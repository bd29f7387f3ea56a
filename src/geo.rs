//! Projections and distances. All planar work happens in web-mercator
//! meters, which keeps segment math euclidean; thresholds in this crate are
//! mercator meters, not ground meters.

const EARTH_RADIUS: f64 = 6_378_137.0;
const DEG_TO_RAD: f64 = 0.017453292519943295;

/// Projects WGS84 latitude/longitude to web-mercator x/y
pub fn web_mercator(lat: f64, lon: f64) -> (f64, f64) {
    let x = EARTH_RADIUS * lon * DEG_TO_RAD;
    let a = lat * DEG_TO_RAD;
    let y = (EARTH_RADIUS / 2.0) * ((1.0 + a.sin()) / (1.0 - a.sin())).ln();
    (x, y)
}

/// Unprojects web-mercator x/y back to latitude/longitude
pub fn web_mercator_inverse(x: f64, y: f64) -> (f64, f64) {
    let lat = (std::f64::consts::FRAC_PI_2 - 2.0 * (-y / EARTH_RADIUS).exp().atan()).to_degrees();
    let lon_raw = (x / EARTH_RADIUS).to_degrees();
    let lon = lon_raw - ((lon_raw + 180.0) / 360.0).floor() * 360.0;
    (lat, lon)
}

/// Euclidean distance between two planar points
pub fn dist(x1: f64, y1: f64, x2: f64, y2: f64) -> f64 {
    ((x2 - x1) * (x2 - x1) + (y2 - y1) * (y2 - y1)).sqrt()
}

/// Perpendicular distance from point p to the line segment [a, b]
pub fn perpendicular_dist(px: f64, py: f64, ax: f64, ay: f64, bx: f64, by: f64) -> f64 {
    let d = dist(ax, ay, bx, by) * dist(ax, ay, bx, by);

    if d == 0.0 {
        return dist(px, py, ax, ay);
    }
    let t = ((px - ax) * (bx - ax) + (py - ay) * (by - ay)) / d;
    if t < 0.0 {
        dist(px, py, ax, ay)
    } else if t > 1.0 {
        dist(px, py, bx, by)
    } else {
        dist(px, py, ax + t * (bx - ax), ay + t * (by - ay))
    }
}

/// Snaps point p onto the segment [a, b]; returns the snapped point and the
/// progression t in [0, 1] along the segment
pub fn snap_to_segment(
    px: f64,
    py: f64,
    ax: f64,
    ay: f64,
    bx: f64,
    by: f64,
) -> (f64, f64, f64) {
    let d = dist(ax, ay, bx, by) * dist(ax, ay, bx, by);
    if d == 0.0 {
        return (ax, ay, 0.0);
    }
    let t = (((px - ax) * (bx - ax) + (py - ay) * (by - ay)) / d).clamp(0.0, 1.0);
    (ax + t * (bx - ax), ay + t * (by - ay), t)
}

/// Great-circle distance between two coordinates, in meters
pub fn haversine(lat1: f64, lon1: f64, lat2: f64, lon2: f64) -> f64 {
    let (phi1, phi2) = (lat1.to_radians(), lat2.to_radians());
    let dphi = (lat2 - lat1).to_radians();
    let dlambda = (lon2 - lon1).to_radians();

    let a = (dphi / 2.0).sin().powi(2) + phi1.cos() * phi2.cos() * (dlambda / 2.0).sin().powi(2);
    2.0 * EARTH_RADIUS * a.sqrt().atan2((1.0 - a).sqrt())
}

/// Equirectangular approximation of [haversine], good enough for the short
/// distances compared against thresholds
pub fn haversine_approx(lat1: f64, lon1: f64, lat2: f64, lon2: f64) -> f64 {
    let x = (lon2 - lon1).to_radians() * ((lat1 + lat2) / 2.0).to_radians().cos();
    let y = (lat2 - lat1).to_radians();
    EARTH_RADIUS * (x * x + y * y).sqrt()
}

**Description of the task:**
Print exactly the lines above, between the one holding "let t = (((px" and the one holding "let dlambda = (lon2 - lon1).to_radians();", inclusive, and nothing besides.

**Exercise result:**
    let t = (((px - ax) * (bx - ax) + (py - ay) * (by - ay)) / d).clamp(0.0, 1.0);
    (ax + t * (bx - ax), ay + t * (by - ay), t)
}

/// Great-circle distance between two coordinates, in meters
pub fn haversine(lat1: f64, lon1: f64, lat2: f64, lon2: f64) -> f64 {
    let (phi1, phi2) = (lat1.to_radians(), lat2.to_radians());
    let dphi = (lat2 - lat1).to_radians();
    let dlambda = (lon2 - lon1).to_radians();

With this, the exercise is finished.